Don't Panic Over Waning Antibodies. Here's Why.
Since the Delta variant became predominant in the United States on July 7, both scientists and the media alike have been full of mixed messages ("breakthrough infections rare"; "breakthrough infections common"; "vaccines still work"; "vaccines losing their effectiveness") but – if we remember our infectious diseases history- one thing remains clear: immunity is the only way to get through a pandemic.
What Happened in the Past
The 1918 influenza pandemic was far the deadliest respiratory virus pandemic recorded in recent human history with over 50 million deaths (maybe even 100 million deaths, or 3% of the world's population) worldwide. Although they used some of the same measures we are using now (masks, distancing, event closures, as neither testing nor a vaccine existed back then), the deaths slowed only after enough of the population had either acquired immunity through natural infection or died. Indeed, the first influenza vaccine was not developed until 1942, more than 20 years later. As judged by the amount of suffering and death from 1918 influenza (and the deadly Delta surge in India in spring 2021), natural immunity is obviously a terrible way to get through a pandemic.
Similarly, measles was a highly transmissible respiratory virus that led to high levels of immunity among adults who were invariably exposed as children.
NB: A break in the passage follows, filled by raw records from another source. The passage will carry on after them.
use crate::crypto::{AtRestCipher, CryptoError, NoOpCipher};
use crate::frame::{self, FrameError};
use dashmap::DashMap;
use std::path::{Path, PathBuf};
use std::sync::Arc;
use tessera_core::error::{ErrorCode, TesseraError};
use thiserror::Error;
use tokio::fs;
use tokio::io::AsyncWriteExt;

/// Logical keys, one whole-collection blob each.
pub const NODES_KEY: &str = "nodes";
pub const DOCUMENTS_KEY: &str = "documents";
pub const STATE_KEY: &str = "state";

#[derive(Error, Debug)]
pub enum StoreError {
    #[error("IO error: {0}")]
    Io(#[from] std::io::Error),
    #[error("At-rest encryption error: {0}")]
    Encryption(String),
    #[error("corrupt blob for key {key}: {source}")]
    Corrupt {
        key: String,
        #[source]
        source: FrameError,
    },
    #[error("invalid store key: {0}")]
    InvalidKey(String),
}

impl TesseraError for StoreError {
    fn error_code(&self) -> ErrorCode {
        ErrorCode::Internal
    }
}

impl From<CryptoError> for StoreError {
    fn from(value: CryptoError) -> Self {
        Self::Encryption(value.to_string())
    }
}

/// Key-addressed byte store that encrypts on write and decrypts on read.
#[async_trait::async_trait]
pub trait EncryptedStore: Send + Sync {
    async fn read(&self, key: &str) -> Result<Option<Vec<u8>>, StoreError>;

    async fn write(&self, key: &str, plaintext: &[u8]) -> Result<(), StoreError>;
}

fn seal(cipher: &dyn AtRestCipher, plaintext: &[u8]) -> Result<Vec<u8>, StoreError> {
    let ciphertext = cipher.encrypt(plaintext)?;
    Ok(frame::encode(&ciphertext))
}

fn open_sealed(cipher: &dyn AtRestCipher, key: &str, sealed: &[u8]) -> Result<Vec<u8>, StoreError> {
    let corrupt = |source| StoreError::Corrupt {
        key: key.to_string(),
        source,
    };
    let frame = frame::decode(sealed).map_err(corrupt)?;
    Ok(cipher.decrypt(frame.ciphertext())?)
}

/// One `<key>.enc` file per key under `dir`.
pub struct FileEncryptedStore {
    dir: PathBuf,
    cipher: Arc<dyn AtRestCipher>,
}

impl FileEncryptedStore {
    pub async fn open(dir: impl AsRef<Path>) -> Result<Self, StoreError> {
        Self::open_with_cipher(dir, Arc::new(NoOpCipher)).await
    }

    pub async fn open_with_cipher(
        dir: impl AsRef<Path>,
        cipher: Arc<dyn AtRestCipher>,
    ) -> Result<Self, StoreError> {
        let dir = dir.as_ref().to_path_buf();
        fs::create_dir_all(&dir).await?;
        tracing::info!(dir = %dir.display(), key_id = ?cipher.key_id(), "opened encrypted store");
        Ok(Self { dir, cipher })
    }

    pub fn path_for(&self, key: &str) -> Result<PathBuf, StoreError> {
        let valid = !key.is_empty()
            && key
                .chars()
                .all(|c| c.is_ascii_alphanumeric() || c == '_' || c == '-');
        if !valid {
            return Err(StoreError::InvalidKey(key.to_string()));
        }
        Ok(self.dir.join(format!("{}.enc", key)))
    }
}

#[async_trait::async_trait]
impl EncryptedStore for FileEncryptedStore {
    async fn read(&self, key: &str) -> Result<Option<Vec<u8>>, StoreError> {
        let path = self.path_for(key)?;
        let sealed = match fs::read(&path).await {
            Ok(bytes) => bytes,
            Err(e) if e.kind() == std::io::ErrorKind::NotFound => return Ok(None),
            Err(e) => return Err(StoreError::Io(e)),
        };
        open_sealed(self.cipher.as_ref(), key, &sealed).map(Some)
    }

    /// Writes to a temp file, fsyncs, then renames over the old blob, so a
    /// failed write never leaves a half-written collection behind.
    async fn write(&self, key: &str, plaintext: &[u8]) -> Result<(), StoreError> {
        let path = self.path_for(key)?;
        let sealed = seal(self.cipher.as_ref(), plaintext)?;
        let tmp_path = path.with_extension("tmp");

        let mut file = fs::File::create(&tmp_path).await?;
        file.write_all(&sealed).await?;
        file.sync_all().await?;
        drop(file);

        fs::rename(&tmp_path, &path).await?;
        Ok(())
    }
}

/// Sealed blobs kept in memory; same framing and cipher path as the file store.
pub struct InMemoryEncryptedStore {
    blobs: DashMap<String, Vec<u8>>,
    cipher: Arc<dyn AtRestCipher>,
}

impl InMemoryEncryptedStore {
    pub fn new(cipher: Arc<dyn AtRestCipher>) -> Self {
        Self {
            blobs: DashMap::new(),
            cipher,
        }
    }

    /// Raw sealed bytes, for inspecting what would hit the disk.
    pub fn sealed(&self, key: &str) -> Option<Vec<u8>> {
        self.blobs.get(key).map(|entry| entry.value().clone())
    }

    pub fn put_sealed(&self, key: &str, sealed: Vec<u8>) {
        self.blobs.insert(key.to_string(), sealed);
    }
}

impl Default for InMemoryEncryptedStore {
    fn default() -> Self {
        Self::new(Arc::new(NoOpCipher))
    }
}

#[async_trait::async_trait]
impl EncryptedStore for InMemoryEncryptedStore {
    async fn read(&self, key: &str) -> Result<Option<Vec<u8>>, StoreError> {
        let Some(sealed) = self.sealed(key) else {
            return Ok(None);
        };
        open_sealed(self.cipher.as_ref(), key, &sealed).map(Some)
    }

    async fn write(&self, key: &str, plaintext: &[u8]) -> Result<(), StoreError> {
        let sealed = seal(self.cipher.as_ref(), plaintext)?;
        self.blobs.insert(key.to_string(), sealed);
        Ok(())
    }
}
However, measles led to deaths each year among the nonimmune until a vaccine was developed in 1963, largely restricting current measles outbreaks in the U.S. now to populations who decline to vaccinate. Smallpox also led to high levels of immunity through natural infection, which was often fatal. That's why unleashing smallpox on a largely nonimmune population in the New World was so deadly. Only an effective vaccine – and its administration worldwide, including among populations who declined smallpox vaccine at first via mandates – could control and then eventually eradicate smallpox from Earth.
Fully vaccinated people are already now able to generate some antibodies against all the variants we know of to date, thanks to their bank of memory B cells.
The Delta variant is extremely transmissible, making it unlikely we will ever eliminate or eradicate SARS-CoV-2. Even Australia, which had tried to maintain a COVID-zero nation with masks, distancing, lockdowns, testing and contact tracing before and during the vaccines, ended a strategy aimed at eliminating COVID-19 this week. But, luckily, since highly effective and safe vaccines were developed for COVID-19 less than a year after its advent on a nonimmune population and since vaccines are retaining their effectiveness against severe disease, we have a safe way out of the misery of this pandemic: more and more immunity. "Defanging" SARS-CoV-2 and stripping it of its ability to cause severe disease through immunity will relegate it to the fate of the other four circulating cold-causing coronaviruses, an inconvenience but not a world-stopper.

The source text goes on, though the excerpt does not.